• Material for the task:
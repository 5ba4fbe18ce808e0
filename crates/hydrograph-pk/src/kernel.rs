//! The nonlinear-function contract and the process-kernel interface.
//!
//! [`NonlinearFunction`] is what the [`Bdf1Integrator`](crate::bdf::Bdf1Integrator)
//! drives: residual, preconditioner, error norm, admissibility and
//! predictor correction. [`ProcessKernel`] adds the lifecycle (setup,
//! initialize, commit) and the mapping between solution vectors and the
//! [`StateStore`].
//!
//! [`PhysicalBase`] holds what every single-mesh kernel shares: its keys,
//! its mesh, tolerances and the caches `enorm` needs.

use std::sync::Arc;

use hydrograph_core::keys::{get_key, DEFAULT_DOMAIN};
use hydrograph_core::{ConfigError, FieldShape, Key, KeyTag, ParameterList, StateError, Tag};
use hydrograph_mesh::{Mesh, Parallel};
use hydrograph_state::{Evaluator, PrimaryVariable, StateStore, TYPE_KEY};
use nalgebra::DMatrix;
use tracing::trace;

use crate::error::{KernelError, SolverError};
use crate::tree_vector::TreeVector;

/// Lifecycle of a kernel.
///
/// `Setup -> Initialized -> (PredictorPending -> Iterating -> Converged | Failed)*`
#[derive(Clone, Copy, Debug, Default, PartialEq, Eq)]
pub enum KernelState {
    /// Constructed; fields being declared.
    #[default]
    Setup,
    /// Initial conditions written.
    Initialized,
    /// A step has started; the predictor is being formed.
    PredictorPending,
    /// Inside the nonlinear loop.
    Iterating,
    /// The last step converged.
    Converged,
    /// The last step failed and will be retried.
    Failed,
}

/// What an implicit time integrator needs from a kernel.
///
/// # Object safety
///
/// The integrator and couplers hold kernels as `Box<dyn ProcessKernel>`.
pub trait NonlinearFunction {
    /// Residual at `u_new`, written into `f`.
    ///
    /// `u_old` is the solution at `t_old` when the caller has it; kernels
    /// may read the previous tag from the store instead.
    fn fun(
        &mut self,
        store: &mut StateStore,
        t_old: f64,
        t_new: f64,
        u_old: Option<&TreeVector>,
        u_new: &TreeVector,
        f: &mut TreeVector,
    ) -> Result<(), KernelError>;

    /// Rebuild the approximate Jacobian at `u`.
    fn update_precon(
        &mut self,
        store: &mut StateStore,
        t: f64,
        u: &TreeVector,
        dt: f64,
    ) -> Result<(), KernelError>;

    /// Apply the approximate inverse Jacobian to `r`.
    fn precon(&self, r: &TreeVector, pu: &mut TreeVector) -> Result<(), SolverError>;

    /// Dimensionless error of residual `du` at `u`; converged below one.
    fn enorm(&self, u: &TreeVector, du: &TreeVector) -> f64;

    /// Physical plausibility of a trial solution.
    fn is_admissible(&self, u: &TreeVector) -> bool;

    /// Correct the predictor before the first residual. Returns whether
    /// `u` changed.
    fn modify_predictor(
        &mut self,
        _store: &mut StateStore,
        _dt: f64,
        _u: &mut TreeVector,
    ) -> Result<bool, KernelError> {
        Ok(false)
    }

    /// Notification that the solution was modified outside `fun`.
    fn changed_solution(&mut self, _store: &mut StateStore) -> Result<(), KernelError> {
        Ok(())
    }
}

/// A physical model, or a coupler of models, driven by the integrator.
pub trait ProcessKernel: NonlinearFunction {
    /// Kernel name, unique within a simulation.
    fn name(&self) -> &str;

    /// Declare fields and register evaluators. Runs before
    /// [`StateStore::setup`].
    fn setup(&mut self, store: &mut StateStore) -> Result<(), KernelError>;

    /// Write initial conditions. Runs after [`StateStore::setup`].
    fn initialize(&mut self, store: &mut StateStore) -> Result<(), KernelError>;

    /// The solution vector held in the store at `tag`.
    fn state_to_solution(&self, store: &mut StateStore, tag: &Tag) -> Result<TreeVector, KernelError>;

    /// Write `u` into the primary fields at `tag`.
    fn solution_to_state(
        &mut self,
        store: &mut StateStore,
        u: &TreeVector,
        tag: &Tag,
    ) -> Result<(), KernelError>;

    /// Finish an accepted step of length `dt`.
    fn commit_state(&mut self, store: &mut StateStore, dt: f64) -> Result<(), KernelError>;

    /// Refresh fields only needed for output.
    fn calculate_diagnostics(&mut self, _store: &mut StateStore) -> Result<(), KernelError> {
        Ok(())
    }

    /// Key of the primary unknown, for single-field kernels.
    fn primary_key(&self) -> Option<&Key> {
        None
    }

    /// Key of the conserved quantity whose time derivative the residual
    /// holds, for single-field kernels.
    fn conserved_key(&self) -> Option<&Key> {
        None
    }

    /// The local Jacobian assembled by the last
    /// [`update_precon`](NonlinearFunction::update_precon), flat in
    /// solution order.
    fn jacobian(&self) -> Option<&DMatrix<f64>> {
        None
    }

    /// Current lifecycle state.
    fn state(&self) -> KernelState;

    /// Move to `state`.
    fn set_state(&mut self, state: KernelState);
}

// ── Store helpers ──────────────────────────────────────────────────

/// Whether the kernel should register its own evaluator for `kt`: no
/// evaluator owns it and the evaluator list has no entry for its key.
pub fn needs_evaluator(store: &StateStore, kt: &KeyTag) -> bool {
    !store.has_evaluator(kt) && !store.evaluator_list().is_sublist(kt.key.as_str())
}

/// Require `kt` claimed by `owner` and back it with a
/// [`PrimaryVariable`] unless one is registered or configured.
///
/// Evaluator-list entries are keyed by key alone, so only a
/// `"primary variable"` entry stands in for the kernel's own.
pub fn require_primary(
    store: &mut StateStore,
    kt: KeyTag,
    shape: FieldShape,
    owner: &str,
) -> Result<(), StateError> {
    store.require(kt.clone(), shape, Some(owner))?;
    let listed = store
        .evaluator_list()
        .sublist(kt.key.as_str())
        .ok()
        .is_some_and(|l| l.get_str(TYPE_KEY).ok() == Some("primary variable"));
    if !store.has_evaluator(&kt) && !listed {
        trace!(field = %kt, owner, "registering primary variable");
        store.register_evaluator(Box::new(PrimaryVariable::new(kt.key.clone(), kt.tag.clone())))?;
    }
    Ok(())
}

/// Require `kt` and register `make()` for it unless the store already
/// has an evaluator or a configured one.
pub fn require_with_default(
    store: &mut StateStore,
    kt: KeyTag,
    shape: FieldShape,
    make: impl FnOnce() -> Result<Box<dyn Evaluator>, ConfigError>,
) -> Result<(), StateError> {
    store.require(kt.clone(), shape, None)?;
    if needs_evaluator(store, &kt) {
        store.register_evaluator(make()?)?;
    }
    Ok(())
}

/// Cell component of `d(of)/d(wrt)`, or zeros when the owning evaluator
/// cannot differentiate.
pub fn cell_derivative_or_zero(
    store: &mut StateStore,
    of: &KeyTag,
    wrt: &KeyTag,
    consumer: &str,
    ncells: usize,
) -> Result<Vec<f64>, KernelError> {
    match store.update_derivative(of, wrt, consumer) {
        Ok(_) => {
            let d = store.derivative(of, wrt)?;
            Ok(match d.component("cell") {
                Some(v) => v.to_vec(),
                None => vec![0.0; ncells],
            })
        }
        Err(StateError::UnsupportedDerivative { evaluator, .. }) => {
            trace!(%of, %wrt, evaluator, "derivative unsupported, using zero");
            Ok(vec![0.0; ncells])
        }
        Err(e) => Err(e.into()),
    }
}

// ── PhysicalBase ───────────────────────────────────────────────────

/// Configuration and caches shared by single-mesh kernels.
pub struct PhysicalBase {
    /// Kernel name.
    pub name: String,
    /// Domain (mesh) name.
    pub domain: String,
    /// The domain's mesh.
    pub mesh: Arc<dyn Mesh>,
    /// Primary unknown.
    pub primary: Key,
    /// Conserved quantity.
    pub conserved: Key,
    /// Cell volumes.
    pub cell_volume: Key,
    /// Absolute error tolerance.
    pub atol: f64,
    /// Relative error tolerance.
    pub rtol: f64,
    /// Lifecycle state.
    pub state: KernelState,
    ncells: usize,
    volume: Vec<f64>,
    conserved_next: Vec<f64>,
    dt: f64,
}

impl std::fmt::Debug for PhysicalBase {
    fn fmt(&self, f: &mut std::fmt::Formatter<'_>) -> std::fmt::Result {
        f.debug_struct("PhysicalBase")
            .field("name", &self.name)
            .field("domain", &self.domain)
            .field("primary", &self.primary)
            .field("state", &self.state)
            .finish()
    }
}

/// Last segment of a nested list name.
pub fn list_leaf_name(plist: &ParameterList) -> &str {
    plist.name().rsplit("->").next().unwrap_or(plist.name())
}

impl PhysicalBase {
    /// Read `"PK name"` (default: the list name), `"domain name"`,
    /// `"primary variable key"`, `"conserved quantity key"`,
    /// `"cell volume key"` and the error tolerances, and look up the mesh.
    pub fn new(
        plist: &ParameterList,
        store: &StateStore,
        primary_default: &str,
        conserved_default: &str,
        tolerances: (f64, f64),
    ) -> Result<Self, KernelError> {
        let name = plist.get_string_or("PK name", list_leaf_name(plist))?;
        let domain = plist.get_string_or("domain name", DEFAULT_DOMAIN)?;
        let key = |option: &str, default: &str| -> Result<Key, ConfigError> {
            let fallback = get_key(&domain, default);
            plist.get_string_or(option, fallback.as_str()).map(Key::from)
        };
        let primary = key("primary variable key", primary_default)?;
        let conserved = key("conserved quantity key", conserved_default)?;
        let cell_volume = key("cell volume key", "cell_volume")?;
        let atol = plist.get_f64_or("absolute error tolerance", tolerances.0)?;
        let rtol = plist.get_f64_or("relative error tolerance", tolerances.1)?;
        if !(atol > 0.0 && rtol >= 0.0) {
            return Err(plist
                .invalid("absolute error tolerance", "tolerances must be positive")
                .into());
        }
        let mesh = store.mesh(&domain)?;
        let ncells = mesh.num_entities(hydrograph_core::EntityKind::Cell, Parallel::Owned);
        let volume = (0..ncells).map(|c| mesh.cell_volume(c)).collect();
        Ok(Self {
            name,
            domain,
            mesh,
            primary,
            conserved,
            cell_volume,
            atol,
            rtol,
            state: KernelState::Setup,
            ncells,
            volume,
            conserved_next: vec![0.0; ncells],
            dt: 1.0,
        })
    }

    /// Key of a variable on this kernel's domain.
    pub fn key(&self, var: &str) -> Key {
        get_key(&self.domain, var)
    }

    /// Number of owned cells.
    pub fn ncells(&self) -> usize {
        self.ncells
    }

    /// Primary at `tag`.
    pub fn primary_at(&self, tag: &Tag) -> KeyTag {
        self.primary.at(tag)
    }

    /// Solution vector for the primary at `tag`.
    pub fn state_to_solution(&self, store: &mut StateStore, tag: &Tag) -> Result<TreeVector, KernelError> {
        let data = store.get_field(&self.primary.at(tag))?.clone();
        Ok(TreeVector::leaf(self.name.clone(), data))
    }

    /// Write `u` into the primary at `tag`.
    pub fn solution_to_state(&self, store: &mut StateStore, u: &TreeVector, tag: &Tag) -> Result<(), KernelError> {
        store.set_primary(&self.primary.at(tag), u.leaf_data()?)?;
        Ok(())
    }

    /// Cache cell volumes, the conserved quantity at `next` and `dt` for
    /// [`enorm_cells_faces`](Self::enorm_cells_faces).
    pub fn cache_for_enorm(&mut self, store: &mut StateStore, dt: f64) -> Result<(), KernelError> {
        let vol = store.get_field(&self.cell_volume.at(&Tag::NEXT))?.view("cell")?.to_vec();
        let cons = store.get_field(&self.conserved.at(&Tag::NEXT))?.view("cell")?.to_vec();
        self.volume = vol;
        self.conserved_next = cons;
        self.dt = dt;
        Ok(())
    }

    /// Cached step size.
    pub fn dt(&self) -> f64 {
        self.dt
    }

    /// `max(cell term, face term)`, reduced over ranks.
    ///
    /// Cell term: `|dt r_c| / (atol V_c cell_scale + rtol |Q_c|)` with `Q`
    /// the cached conserved quantity. Face term: `face_factor |r_f| /
    /// (atol + rtol face_ref)`. Any non-finite term makes the norm
    /// infinite.
    pub fn enorm_cells_faces(
        &self,
        r: &TreeVector,
        cell_scale: f64,
        face_factor: f64,
        face_ref: f64,
    ) -> f64 {
        let Ok(data) = r.leaf_data() else {
            return f64::INFINITY;
        };
        let mut local = 0.0_f64;
        if let Some(rc) = data.component("cell") {
            for (c, rc) in rc.iter().enumerate().take(self.ncells) {
                let v = self.volume.get(c).copied().unwrap_or(1.0);
                let q = self.conserved_next.get(c).copied().unwrap_or(0.0);
                let denom = self.atol * v * cell_scale + self.rtol * q.abs();
                local = finite_max(local, (self.dt * rc).abs() / denom);
            }
        }
        if let Some(rf) = data.component("face") {
            let denom = self.atol + self.rtol * face_ref;
            for rf in rf {
                local = finite_max(local, face_factor * rf.abs() / denom);
            }
        }
        self.mesh.comm().max_all(local)
    }

    /// Global `(min, max)` of `u`, or `None` if every rank is empty.
    ///
    /// A non-finite value on any rank widens the range to
    /// `(-inf, +inf)` everywhere, so every bounds check rejects it.
    pub fn global_range(&self, u: &TreeVector) -> Option<(f64, f64)> {
        let comm = self.mesh.comm();
        let (lo, hi) = if u.values().all(f64::is_finite) {
            (
                u.min_value().unwrap_or(f64::INFINITY),
                u.max_value().unwrap_or(f64::NEG_INFINITY),
            )
        } else {
            (f64::NEG_INFINITY, f64::INFINITY)
        };
        let min = comm.min_all(lo);
        let max = comm.max_all(hi);
        (min <= max).then_some((min, max))
    }
}

/// `max(acc, term)`, infinite once any term is not finite.
fn finite_max(acc: f64, term: f64) -> f64 {
    if term.is_finite() {
        acc.max(term)
    } else {
        f64::INFINITY
    }
}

• Directions: Show each line of the listing that holds the string "StateError".

• Output for this task:
use hydrograph_core::{ConfigError, FieldShape, Key, KeyTag, ParameterList, StateError, Tag};
) -> Result<(), StateError> {
) -> Result<(), StateError> {
        Err(StateError::UnsupportedDerivative { evaluator, .. }) => {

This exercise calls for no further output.